Santiago, Chile, (February 12, 2013) – Tierra Patagonia, located on the edge of Chile’s Torres del Paine national park, takes the crown, being named Best Resort in theTravel + Leisure 2013 Design Awards, joining a prestigious group of winners in a range of categories. The award winners, announced in New York last week and currently featured on www.travelandleisure.com, are considered powerful examples of the ways in which good design makes better travel.
Blending traditional Patagonian hospitality with design inspired by the dramatic surroundings, Tierra Patagonia opened in December 2011 and possesses one of South America’s most iconic hotel addresses. The 40-room resort – sister property to the award-winning Tierra Atacama – occupies a premier location on the shores of Lake Sarmiento, at the entrance to Torres del Paine National Park and UNESCO Biosphere Reserve, boasting stunning views of the legendary Paine Massif, one of the most photographed landmarks of the Patagonian region.
“We are delighted and honored for Tierra Patagonia to be recognized with this Travel + Leisure award,” said Miguel Purcell, General Manager of Tierra Hotels. “Our intention was to create a space and aesthetic that connects guests emotionally to the unique surroundings and natural beauty of Patagonia, and our design team captured that with a dramatic and graceful viewpoint.”
Tierra Hotels’ owners brought together Chile’s leading architects - Cazu Zegers, Roberto Benavente and Rodrigo Ferrer – to design the hotel to blend beautifully with the natural patterns and topography of its privileged location, aiming to minimize the impact on the land while maximizing the awe-inspiring setting. The result is a harmonious architectural dialog between the elements, landscape and culture.

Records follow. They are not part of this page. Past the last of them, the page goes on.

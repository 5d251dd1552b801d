//! The seam to the native toolkit.
//!
//! The toolkit is modelled as a handle-based attribute API: nodes are created
//! by type, attributes are set, reset or read by a fixed [`AttributeId`], and
//! events are registered per handle and [`NativeEventKind`]. Every call reports
//! a status; non-zero statuses become [`FacadeError`]s.

use std::{iter, result::Result as StdResult};

use thiserror::Error;

use crate::{
    core::error::{Error, Result},
    geom::Matrix4,
};

/// Handle to a native node.
#[derive(Debug, Clone, Copy, PartialEq, Eq, Hash, PartialOrd, Ord)]
pub struct NativeHandle(pub u64);

/// Handle to an opaque native object, such as a shaped paragraph.
#[derive(Debug, Clone, Copy, PartialEq, Eq, Hash)]
pub struct ObjectHandle(pub u64);

/// Native node types the engine creates.
#[derive(Debug, Clone, Copy, PartialEq, Eq, Hash)]
pub enum NodeType {
    /// Plain container.
    Stack,
    /// Scrollable container.
    Scroll,
    /// Single-node text primitive.
    Text,
    /// Editable text field.
    TextInput,
    /// Image view.
    Image,
    /// Pull-to-refresh container.
    Refresh,
}

/// Attributes the engine writes.
#[derive(Debug, Clone, Copy, PartialEq, Eq, Hash)]
pub enum AttributeId {
    /// Background colour.
    BackgroundColor,
    /// Accessibility label.
    AccessibilityLabel,
    /// Accessibility state flags.
    AccessibilityState,
    /// Border widths, top/left/bottom/right.
    BorderWidth,
    /// Border colours, four RGBA quadruples.
    BorderColor,
    /// Border corner radii.
    BorderRadius,
    /// Border line style.
    BorderStyle,
    /// Drop shadow.
    Shadow,
    /// Accessibility action names.
    AccessibilityActions,
    /// 4x4 transform, column-major.
    Transform,
    /// Opacity.
    Opacity,
    /// Hit-test behaviour.
    HitTestBehavior,
    /// Enabled flag.
    Enabled,
    /// Accessibility role.
    AccessibilityRole,
    /// Accessibility hint.
    AccessibilityHint,
    /// Accessibility importance level.
    AccessibilityLevel,
    /// Accessibility value text.
    AccessibilityText,
    /// Accessibility grouping mode.
    AccessibilityMode,
    /// Clip content to bounds.
    Clip,
    /// Native identifier.
    Id,
    /// Frame position.
    Position,
    /// Frame size.
    Size,
    /// Layout direction.
    Direction,
    /// Scroll axis.
    ScrollDirection,
    /// Scroll interaction enabled.
    ScrollEnabled,
    /// Scroll indicator visibility.
    ScrollBarDisplay,
    /// Programmatic scroll target: x, y, animated.
    ScrollOffset,
    /// Nested scroll mode: 0 parent-first, 1 self-only.
    NestedScroll,
    /// Flash the scroll indicators.
    ScrollFlashIndicator,
    /// Shaped paragraph for a text node.
    TextParagraph,
    /// Text field contents.
    TextInputText,
    /// Placeholder text.
    TextInputPlaceholder,
    /// Text field editable flag.
    TextInputEnabled,
    /// Maximum text length.
    TextInputMaxLength,
    /// Secure entry flag.
    TextInputSecure,
    /// Selection range.
    TextInputSelection,
    /// Focus request: 1 focus, 0 blur.
    TextInputFocus,
    /// Image source URI.
    ImageSource,
    /// Image resize mode.
    ImageResizeMode,
    /// Image blur radius.
    ImageBlurRadius,
    /// Refreshing flag.
    RefreshRefreshing,
    /// Pull-to-refresh enabled flag.
    RefreshEnabled,
    /// Progress indicator offset.
    RefreshOffset,
}

/// Typed attribute payload.
#[derive(Debug, Clone, PartialEq)]
pub enum AttributeValue {
    /// Numeric array.
    Numbers(Vec<f32>),
    /// String value.
    Text(String),
    /// Opaque object handle.
    Object(ObjectHandle),
}

impl AttributeValue {
    /// A single number.
    pub fn number(v: f32) -> Self {
        Self::Numbers(vec![v])
    }

    /// A boolean encoded as 0 or 1.
    pub fn flag(v: bool) -> Self {
        Self::number(if v { 1.0 } else { 0.0 })
    }

    /// A transform matrix.
    pub fn matrix(m: &Matrix4) -> Self {
        Self::Numbers(m.to_cols_array().to_vec())
    }

    /// A string value.
    pub fn text(s: impl Into<String>) -> Self {
        Self::Text(s.into())
    }
}

/// Native event types that can be registered on a handle.
#[derive(Debug, Clone, Copy, PartialEq, Eq, Hash)]
pub enum NativeEventKind {
    /// Scroll frame begin, with gesture phase.
    ScrollFrameBegin,
    /// Scroll offset changed.
    Scroll,
    /// Scroll came to rest.
    ScrollStop,
    /// Text field contents changed.
    TextChange,
    /// Text field selection changed.
    SelectionChange,
    /// Return key pressed.
    Submit,
    /// Node gained focus.
    Focus,
    /// Node lost focus.
    Blur,
    /// Image finished loading.
    ImageComplete,
    /// Image failed to load.
    ImageError,
    /// Image download progress.
    ImageProgress,
    /// Pull-to-refresh triggered.
    Refresh,
}

/// A failed facade call.
#[derive(PartialEq, Eq, Error, Debug, Clone, Copy)]
#[error("{op} returned status {status}")]
pub struct FacadeError {
    /// Facade operation name.
    pub op: &'static str,
    /// Non-zero status code.
    pub status: i32,
}

/// Result type for facade calls.
pub type FacadeResult<T> = StdResult<T, FacadeError>;

/// The native toolkit's node API.
///
/// Methods take `&self`: implementations wrap a toolkit that owns its own
/// state and is only ever called from the UI thread.
pub trait NativeFacade {
    /// Create a node of the given type.
    fn create_node(&self, node_type: NodeType) -> FacadeResult<NativeHandle>;
    /// Dispose of a node. The node must already be detached.
    fn dispose_node(&self, handle: NativeHandle) -> FacadeResult<()>;
    /// Set an attribute.
    fn set_attribute(
        &self,
        handle: NativeHandle,
        id: AttributeId,
        value: &AttributeValue,
    ) -> FacadeResult<()>;
    /// Reset an attribute to the platform default.
    fn reset_attribute(&self, handle: NativeHandle, id: AttributeId) -> FacadeResult<()>;
    /// Read an attribute, if it has a value.
    fn get_attribute(
        &self,
        handle: NativeHandle,
        id: AttributeId,
    ) -> FacadeResult<Option<AttributeValue>>;
    /// Insert `child` into `parent` at `index`.
    fn insert_child(
        &self,
        parent: NativeHandle,
        child: NativeHandle,
        index: usize,
    ) -> FacadeResult<()>;
    /// Remove `child` from `parent`.
    fn remove_child(&self, parent: NativeHandle, child: NativeHandle) -> FacadeResult<()>;
    /// Start delivering events of `kind` for `handle`.
    fn register_event(&self, handle: NativeHandle, kind: NativeEventKind) -> FacadeResult<()>;
    /// Stop delivering events of `kind` for `handle`.
    fn unregister_event(&self, handle: NativeHandle, kind: NativeEventKind) -> FacadeResult<()>;
}

/// The native nodes owned by one instance.
#[derive(Debug, Clone, Copy, PartialEq, Eq)]
pub struct NativeSubtree {
    /// Node attached to the parent's native container.
    pub outer: NativeHandle,
    /// Inner node that hosts children, when it differs from `outer`.
    pub content: Option<NativeHandle>,
}

impl NativeSubtree {
    /// A subtree made of a single node.
    pub fn single(outer: NativeHandle) -> Self {
        Self {
            outer,
            content: None,
        }
    }

    /// Every handle in this subtree, outer first.
    pub fn handles(&self) -> impl Iterator<Item = NativeHandle> {
        iter::once(self.outer).chain(self.content)
    }
}

/// Convert a facade result, logging failures at the point of detection.
pub(crate) fn check<T>(r: FacadeResult<T>) -> Result<T> {
    r.map_err(|e| {
        tracing::error!("native call failed: {e}");
        Error::from(e)
    })
}
use std::sync::{Mutex, MutexGuard, PoisonError};

use crate::core::executor::{Task, TaskExecutor, TaskQueue};

/// An executor that runs every task inline and records the queue it was
/// submitted to.
#[derive(Debug, Default)]
pub struct ImmediateExecutor {
    /// Queues in submission order.
    queues: Mutex<Vec<TaskQueue>>,
}

impl ImmediateExecutor {
    /// Construct an executor with an empty log.
    pub fn new() -> Self {
        Self::default()
    }

    /// Lock the log.
    fn log(&self) -> MutexGuard<'_, Vec<TaskQueue>> {
        self.queues.lock().unwrap_or_else(PoisonError::into_inner)
    }

    /// Queues tasks were submitted to, in order.
    pub fn queues(&self) -> Vec<TaskQueue> {
        self.log().clone()
    }
}

impl TaskExecutor for ImmediateExecutor {
    fn submit(&self, queue: TaskQueue, task: Task) {
        self.log().push(queue);
        task();
    }
}
impl<'a> AttributeWriter<'a> {
    /// Construct a writer for `handle`.
    pub(crate) fn new(facade: &'a dyn NativeFacade, handle: NativeHandle) -> Self {
        Self {
            facade,
            handle,
            writes: 0,
        }
    }

    /// Number of native calls made so far.
    pub(crate) fn writes(&self) -> usize {
        self.writes
    }

    /// Write one facet if its value changed. A value equal to `default` is
    /// reset instead of set.
    fn facet<T: PartialEq + fmt::Debug>(
        &mut self,
        id: AttributeId,
        prev: &T,
        next: &T,
        default: &T,
        encode: impl FnOnce(&T) -> AttributeValue,
    ) -> Result<()> {
        if prev == next {
            return Ok(());
        }
        if next == default {
            tracing::trace!("{:?}: reset {id:?}", self.handle);
            check(self.facade.reset_attribute(self.handle, id))?;
        } else {
            tracing::trace!("{:?}: set {id:?} = {next:?}", self.handle);
            check(self.facade.set_attribute(self.handle, id, &encode(next)))?;
        }
        self.writes += 1;
        Ok(())
    }

    /// Set an attribute unconditionally.
    pub(crate) fn set(&mut self, id: AttributeId, value: &AttributeValue) -> Result<()> {
        tracing::trace!("{:?}: set {id:?} = {value:?}", self.handle);
        check(self.facade.set_attribute(self.handle, id, value))?;
        self.writes += 1;
        Ok(())
    }

    /// Write every changed facet, common facets first.
    pub(crate) fn apply(&mut self, prev: &Facets, next: &Facets) -> Result<()> {
        self.common(&prev.common, &next.common)?;
        self.layout(&prev.layout, &next.layout)?;
        self.widget(&prev.widget, &next.widget)
    }

    /// Write the common facets in their fixed order.
    pub(crate) fn common(&mut self, prev: &CommonFacets, next: &CommonFacets) -> Result<()> {
        let d = CommonFacets::default();
        self.facet(
            AttributeId::BackgroundColor,
            &prev.background,
            &next.background,
            &d.background,
            |c| AttributeValue::Numbers(c.unwrap_or_default().to_array().to_vec()),
        )?;
        self.facet(
            AttributeId::AccessibilityLabel,
            &prev.accessibility_label,
            &next.accessibility_label,
            &d.accessibility_label,
            opt_text,
        )?;
        self.facet(
            AttributeId::AccessibilityState,
            &prev.accessibility_state,
            &next.accessibility_state,
            &d.accessibility_state,
            |s| {
                AttributeValue::Numbers(vec![
                    bit(s.disabled),
                    bit(s.selected),
                    tri(s.checked),
                    bit(s.busy),
                    tri(s.expanded),
                ])
            },
        )?;
        self.facet(
            AttributeId::BorderWidth,
            &prev.border_widths,
            &next.border_widths,
            &d.border_widths,
            |w| AttributeValue::Numbers(w.to_array().to_vec()),
        )?;
        self.facet(
            AttributeId::BorderColor,
            &prev.border_colors,
            &next.border_colors,
            &d.border_colors,
            |cs| AttributeValue::Numbers(cs.iter().flat_map(|c| c.to_array()).collect()),
        )?;
        self.facet(
            AttributeId::BorderRadius,
            &prev.border_radii,
            &next.border_radii,
            &d.border_radii,
            |r| AttributeValue::Numbers(r.to_vec()),
        )?;
        self.facet(
            AttributeId::BorderStyle,
            &prev.border_style,
            &next.border_style,
            &d.border_style,
            |s| {
                AttributeValue::number(match s {
                    BorderStyle::Solid => 0.0,
                    BorderStyle::Dotted => 1.0,
                    BorderStyle::Dashed => 2.0,
                })
            },
        )?;
        self.facet(
            AttributeId::Shadow,
            &prev.shadow,
            &next.shadow,
            &d.shadow,
            |s| {
                let s = s.unwrap_or_default();
                let [r, g, b, a] = s.color.to_array();
                AttributeValue::Numbers(vec![
                    s.offset.x,
                    s.offset.y,
                    s.radius,
                    r,
                    g,
                    b,
                    a * s.opacity,
                ])
            },
        )?;
        self.facet(
            AttributeId::AccessibilityActions,
            &prev.accessibility_actions,
            &next.accessibility_actions,
            &d.accessibility_actions,
            |a| AttributeValue::text(a.join(",")),
        )?;
        self.facet(
            AttributeId::Transform,
            &prev.transform,
            &next.transform,
            &d.transform,
            AttributeValue::matrix,
        )?;
        self.facet(
            AttributeId::Opacity,
            &prev.opacity,
            &next.opacity,
            &d.opacity,
            |o| AttributeValue::number(*o),
        )?;
        self.facet(
            AttributeId::HitTestBehavior,
            &prev.hit_test,
            &next.hit_test,
            &d.hit_test,
            |h| AttributeValue::number(h.code()),
        )?;
        self.facet(
            AttributeId::Enabled,
            &prev.enabled,
            &next.enabled,
            &d.enabled,
            |e| AttributeValue::flag(*e),
        )?;
        self.facet(
            AttributeId::AccessibilityRole,
            &prev.accessibility_role,
            &next.accessibility_role,
            &d.accessibility_role,
            opt_text,
        )?;
        self.facet(
            AttributeId::AccessibilityHint,
            &prev.accessibility_hint,
            &next.accessibility_hint,
            &d.accessibility_hint,
            opt_text,
        )?;
        self.facet(
            AttributeId::AccessibilityLevel,
            &prev.accessibility_level,
            &next.accessibility_level,
            &d.accessibility_level,
            |l| AttributeValue::text(l.as_str()),
        )?;
        self.facet(
            AttributeId::AccessibilityText,
            &prev.accessibility_text,
            &next.accessibility_text,
            &d.accessibility_text,
            opt_text,
        )?;
        self.facet(
            AttributeId::AccessibilityMode,
            &prev.accessibility_group,
            &next.accessibility_group,
            &d.accessibility_group,
            |g| AttributeValue::flag(*g),
        )?;
        self.facet(
            AttributeId::Clip,
            &prev.clip,
            &next.clip,
            &d.clip,
            |c| AttributeValue::flag(*c),
        )?;
        self.facet(
            AttributeId::Id,
            &prev.native_id,
            &next.native_id,
            &d.native_id,
            opt_text,
        )
    }

    /// Write the frame facets.
    pub(crate) fn layout(&mut self, prev: &LayoutFacets, next: &LayoutFacets) -> Result<()> {
        let d = LayoutFacets::default();
        self.facet(
            AttributeId::Position,
            &prev.position,
            &next.position,
            &d.position,
            |p| AttributeValue::Numbers(vec![p.x, p.y]),
        )?;
        self.facet(
            AttributeId::Size,
            &prev.size,
            &next.size,
            &d.size,
            |s| AttributeValue::Numbers(vec![s.width, s.height]),
        )?;
        self.facet(
            AttributeId::Direction,
            &prev.direction,
            &next.direction,
            &d.direction,
            |dir| AttributeValue::number(dir.code()),
        )
    }

    /// Write widget-specific facets.
    pub(crate) fn widget(&mut self, prev: &WidgetFacets, next: &WidgetFacets) -> Result<()> {
        match (prev, next) {
            (WidgetFacets::Scroll(p), WidgetFacets::Scroll(n)) => {
                let d = ScrollFacets::default();
                self.facet(
                    AttributeId::ScrollDirection,
                    &p.horizontal,
                    &n.horizontal,
                    &d.horizontal,
                    |h| AttributeValue::flag(*h),
                )?;
                self.facet(
                    AttributeId::ScrollEnabled,
                    &p.scroll_enabled,
                    &n.scroll_enabled,
                    &d.scroll_enabled,
                    |e| AttributeValue::flag(*e),
                )?;
                self.facet(
                    AttributeId::ScrollBarDisplay,
                    &p.shows_indicator,
                    &n.shows_indicator,
                    &d.shows_indicator,
                    |s| AttributeValue::flag(*s),
                )
            }
            (WidgetFacets::TextInput(p), WidgetFacets::TextInput(n)) => {
                let d = TextInputFacets::default();
                self.facet(
                    AttributeId::TextInputText,
                    &p.text,
                    &n.text,
                    &d.text,
                    opt_text,
                )?;
                self.facet(
                    AttributeId::TextInputPlaceholder,
                    &p.placeholder,
                    &n.placeholder,
                    &d.placeholder,
                    opt_text,
                )?;
                self.facet(
                    AttributeId::TextInputEnabled,
                    &p.editable,
                    &n.editable,
                    &d.editable,
                    |e| AttributeValue::flag(*e),
                )?;
                self.facet(
                    AttributeId::TextInputMaxLength,
                    &p.max_length,
                    &n.max_length,
                    &d.max_length,
                    |m| AttributeValue::number(m.map_or(0.0, |m| m as f32)),
                )?;
                self.facet(
                    AttributeId::TextInputSecure,
                    &p.secure,
                    &n.secure,
                    &d.secure,
                    |s| AttributeValue::flag(*s),
                )
            }
            (WidgetFacets::Image(p), WidgetFacets::Image(n)) => {
                let d = ImageFacets::default();
                self.facet(
                    AttributeId::ImageSource,
                    &p.source,
                    &n.source,
                    &d.source,
                    opt_text,
                )?;
                self.facet(
                    AttributeId::ImageResizeMode,
                    &p.resize_mode,
                    &n.resize_mode,
                    &d.resize_mode,
                    |m| AttributeValue::number(m.code()),
                )?;
                self.facet(
                    AttributeId::ImageBlurRadius,
                    &p.blur_radius,
                    &n.blur_radius,
                    &d.blur_radius,
                    |r| AttributeValue::number(*r),
                )
            }
            (WidgetFacets::Refresh(p), WidgetFacets::Refresh(n)) => {
                let d = RefreshFacets::default();
                self.facet(
                    AttributeId::RefreshRefreshing,
                    &p.refreshing,
                    &n.refreshing,
                    &d.refreshing,
                    |r| AttributeValue::flag(*r),
                )?;
                self.facet(
                    AttributeId::RefreshEnabled,
                    &p.enabled,
                    &n.enabled,
                    &d.enabled,
                    |e| AttributeValue::flag(*e),
                )?;
                self.facet(
                    AttributeId::RefreshOffset,
                    &p.progress_view_offset,
                    &n.progress_view_offset,
                    &d.progress_view_offset,
                    |o| AttributeValue::number(*o),
                )
            }
            (WidgetFacets::None, WidgetFacets::None) => Ok(()),
            (p, n) => {
                tracing::debug!("widget facet kind changed from {p:?} to {n:?}, skipped");
                Ok(())
            }
        }
    }
}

Architect Cazu Zegers drew inspiration from years of travel to the region and her connection to the environment, from her first journey by motorbike in the 1970s to a recent water coloring trek. Zeger’s concept for Tierra Patagonia was born from an ambition to find an architectural language that would translate the aesthetics of Chilean culture and give the structure relevance to its breathtaking location. The finished hotel rises from the shore of Lake Sarmiento at the foot of Torres del Paine National Park like a 200-foot-long sand dune, resembling forms drawn by the wind or “an old fossil, a prehistoric animal beached on the lake shore, like those studied by Charles Darwin,” described Zegers.
This environmental relevance greatly influences the guest experience, starting with the journey and arrival to the hotel as the Torres del Paine peaks come into view. “On approach at a distance you see the peaks before you actually see the hotel; it’s hidden within the landscape before it reveals itself,” said Zegers.
While the architecture is meant to centerpiece the landmarks, Zegers built in comforts to make the hotel a “second skin,” protecting guests from Patagonia’s harsh elements without limiting their interaction with the mystic beauty of the place. All exterior materials were sourced from the area, including the stone that anchors the base of the hotel and sustainably grown washed Lenga wood paneling that gives the exteriors a weathered finish typical of old wooden houses that have been worn away by winter seasons.
The interiors, which offer guests sumptuous comfort with minimal detail, have been created by Chilean designers Alexandra Edwards and Carolina Delpiano, who also designed the award-winning spaces at Tierra Atacama. Edwards and Delpiano incorporate hand-crafted furnishings using natural Patagonian textiles, wools and trims, to evoke the surrounding environment with comfort and style. The interiors offer a sense of tranquility and solace from the extreme elements of the outdoors, for guests to relax and feel at home. Interiors are designed to be minimalistic, rather than stimulating.
When choosing an architect who echoed this philosophy, Purcell found Zegers to be the ideal partner. As the first female architect to receive the Great Latin America Architecture Prize at Bienal de Buenos Aires for her work on the Cala House (1993), Zeger leads her peers in returning to traditional design approaches and placing value on locally sourced materials. Her Tierra Patagonia design incorporates a “low-technology” ethos with high insulation, LED lighting, locally sourced materials, natural air conditioning and more. Zegers’ use of local materials and textiles reflects an emerging consciousness within Chile to support indigenous artisans and culturally significant trades like the wool industry.
Purcell has a deep connection with the environment and is passionate about preserving special places for future generations. To achieve this, Tierra Hotels strives to establish eco-tourism as an economic driver for Chile, creating a future for the country rooted in sharing outdoor experiences that are also celebrated through design and hospitality. Tierra Atacama serves as a blueprint for Tierra Patagonia’s sustainability efforts, and, in the initial design and construction phase, both hotels were built with the goal of providing the best adventure-spa experience with minimal disruption to the land, wildlife, history and local culture.